What David did, what David's done and what David is going to do.
40. The Drones – To Think That I Once Loved You
A few years ago, The Drones and Harmony went out on tour together and covered a Leonard Cohen number at the end of their shows. “Once Loved” feels, in its own way, like a continuation of that. It’s a waltz to the end that the late Cohen would have approved of, the vocalists of Harmony filling out the song’s misery the way the singers of “Famous Blue Raincoat” do. As the organ hums into a funeral dirge and the proto drum machine hypnotically clicks away, the band impressively show off their umpteenth route to reinvention and reanimation. Sincerely, G. Liddiard.

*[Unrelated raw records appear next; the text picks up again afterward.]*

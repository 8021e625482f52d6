//! Loading, saving and overriding the segmentation config.

use anyhow::{Context, Result};
use notetrack_core::{OffsetCorrection, SegmenterConfig};
use std::fs::File;
use std::io::{BufReader, Write};
use std::path::Path;

use crate::cli::{OffsetMode, SegmentCommand};

/// Saves a config to a JSON file.
pub fn save_config(config: &SegmenterConfig, path: &Path) -> Result<()> {
    let json_string = serde_json::to_string_pretty(config)?;
    let mut file =
        File::create(path).with_context(|| format!("creating config file {}", path.display()))?;
    file.write_all(json_string.as_bytes())
        .with_context(|| format!("writing config file {}", path.display()))?;
    Ok(())
}

/// Loads a config from a JSON file. Missing keys take their default values.
pub fn load_config(path: &Path) -> Result<SegmenterConfig> {
    let file =
        File::open(path).with_context(|| format!("opening config file {}", path.display()))?;
    let config = serde_json::from_reader(BufReader::new(file))
        .with_context(|| format!("parsing config file {}", path.display()))?;
    Ok(config)
}

/// Builds the config for a `segment` run: defaults, then the config file,
/// then individual flags.
pub fn resolve_config(cmd: &SegmentCommand) -> Result<SegmenterConfig> {
    let mut config = match &cmd.config {
        Some(path) => load_config(path)?,
        None => SegmenterConfig::default(),
    };

    if let Some(threshold) = cmd.confidence_threshold {
        config.confidence_threshold = threshold;
    }
    if let Some(gap) = cmd.max_gap {
        config.max_gap_seconds = gap;
    }
    if let Some(slope) = cmd.max_slope {
        config.max_slope_hz_per_sec = slope;
    }
    if let Some(duration) = cmd.min_duration {
        config.min_duration_seconds = duration;
    }
    match (cmd.offset_correction, cmd.offset_cents) {
        (_, Some(cents)) => config.offset_correction = OffsetCorrection::Fixed { cents },
        (Some(OffsetMode::None), None) => config.offset_correction = OffsetCorrection::None,
        (Some(OffsetMode::FirstSegment), None) => {
            config.offset_correction = OffsetCorrection::FromFirstSegment
        }
        (None, None) => {}
    }

    config.validate()?;
    Ok(config)
}

#[cfg(test)]
mod tests {
    use super::*;
    use crate::cli::{Cli, Commands};
    use clap::Parser;

    fn segment_command(args: &[&str]) -> SegmentCommand {
        let argv = ["notetrack", "segment", "track.csv"].iter().chain(args);
        match Cli::parse_from(argv).command {
            Commands::Segment(cmd) => cmd,
            other => panic!("unexpected command {other:?}"),
        }
    }

    #[test]
    fn save_then_load() {
        let dir = tempfile::tempdir().unwrap();
        let path = dir.path().join("config.json");
        let config = SegmenterConfig {
            max_slope_hz_per_sec: 140.0,
            offset_correction: OffsetCorrection::Fixed { cents: 12.5 },
            ..Default::default()
        };
        save_config(&config, &path).unwrap();
        assert_eq!(load_config(&path).unwrap(), config);
    }

    #[test]
    fn flags_override_the_file() {
        let dir = tempfile::tempdir().unwrap();
        let path = dir.path().join("config.json");
        std::fs::write(&path, r#"{ "maxGapSeconds": 0.3, "minDurationSeconds": 0.2 }"#).unwrap();

        let path_arg = path.to_string_lossy().into_owned();
        let cmd = segment_command(&[
            "--config",
            path_arg.as_str(),
            "--min-duration",
            "0.1",
            "--offset-correction",
            "first-segment",
        ]);
        let config = resolve_config(&cmd).unwrap();
        assert_eq!(config.max_gap_seconds, 0.3);
        assert_eq!(config.min_duration_seconds, 0.1);
        assert_eq!(config.confidence_threshold, SegmenterConfig::default().confidence_threshold);
        assert_eq!(config.offset_correction, OffsetCorrection::FromFirstSegment);
    }

    #[test]
    fn out_of_domain_flags_are_rejected() {
        let cmd = segment_command(&["--confidence-threshold", "1.5"]);
        let err = resolve_config(&cmd).unwrap_err();
        assert!(err.to_string().contains("confidenceThreshold"));
    }

    #[test]
    fn missing_config_file_names_the_path() {
        let cmd = segment_command(&["--config", "/nonexistent/notetrack.json"]);
        let err = resolve_config(&cmd).unwrap_err();
        assert!(format!("{err:#}").contains("/nonexistent/notetrack.json"));
    }
}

39. Saosin – The Silver String
The reunion of Anthony Green with Saosin felt more like closure than anything. After unceremoniously leaving the fold a decade and change prior, a drug-addled loose cannon at the time, Green returned as one of post-hardcore’s most celebrated vocalists – clean and sober, yet still with one of the most distinctive and dynamic voices the genre has to offer. “The Silver String” was the centrepiece and crowning achievement of the band’s comeback LP – a brilliant balance between the band’s burning belligerence and blackened beauty. A most unexpected of second winds, but unquestionably a most welcome one.
38. James Vincent McMorrow – Rising Water
In one of the more interesting trajectories of recent memory, James Vincent McMorrow quickly reworked his hirsute nu-folk leanings into stylish, synth-heavy slow jams. With his third LP, We Move, McMorrow did just that once again; adding some brighter pop sensibilities into the mix while still latching onto a firm stamp of identity. “Rising Water” brimmed and bubbled under an incessant beat and chugging bass, eventually toppling over into an irresistible chorus with just enough soul to keep a grip on McMorrow’s human touch. Perhaps the tide will turn again on album four? Who’s to say. For now, there’s this.
37. The 1975 – The Sound
It’s safe to say not many people could have anticipated one of the biggest, shiniest hits to come out of British pop in 2016 would have had the touchstones of artists like The Human League, Eurythmics or the Pet Shop Boys. How could a style long considered to be so distinctly on the nose come back in such a grandiose fashion? Leave it to The 1975 of all people – the uber-cool English outfit took on the revival with both hands on the steering wheel; cruising their own yellow brick road in pursuit of the purest of pop ecstasy. Fabulous.
36. Polish Club – My House
Sydney duo Polish Club are always in a hurry. There’s a fever-pitch urgency to practically all of their songs, their delivery coming with a pained sense of conviction. Whatever the twosome have to say, you’re gonna hear them – right now. “My House” comes at you with the speed of a freight-train. The guitar sparks against the steel of the rails, while the rush of drums clatters into formation in a manner that shouldn’t make nearly as much sense as they do. There’s barely time for the dust to settle before Polish Club are onto the next one. Keep up.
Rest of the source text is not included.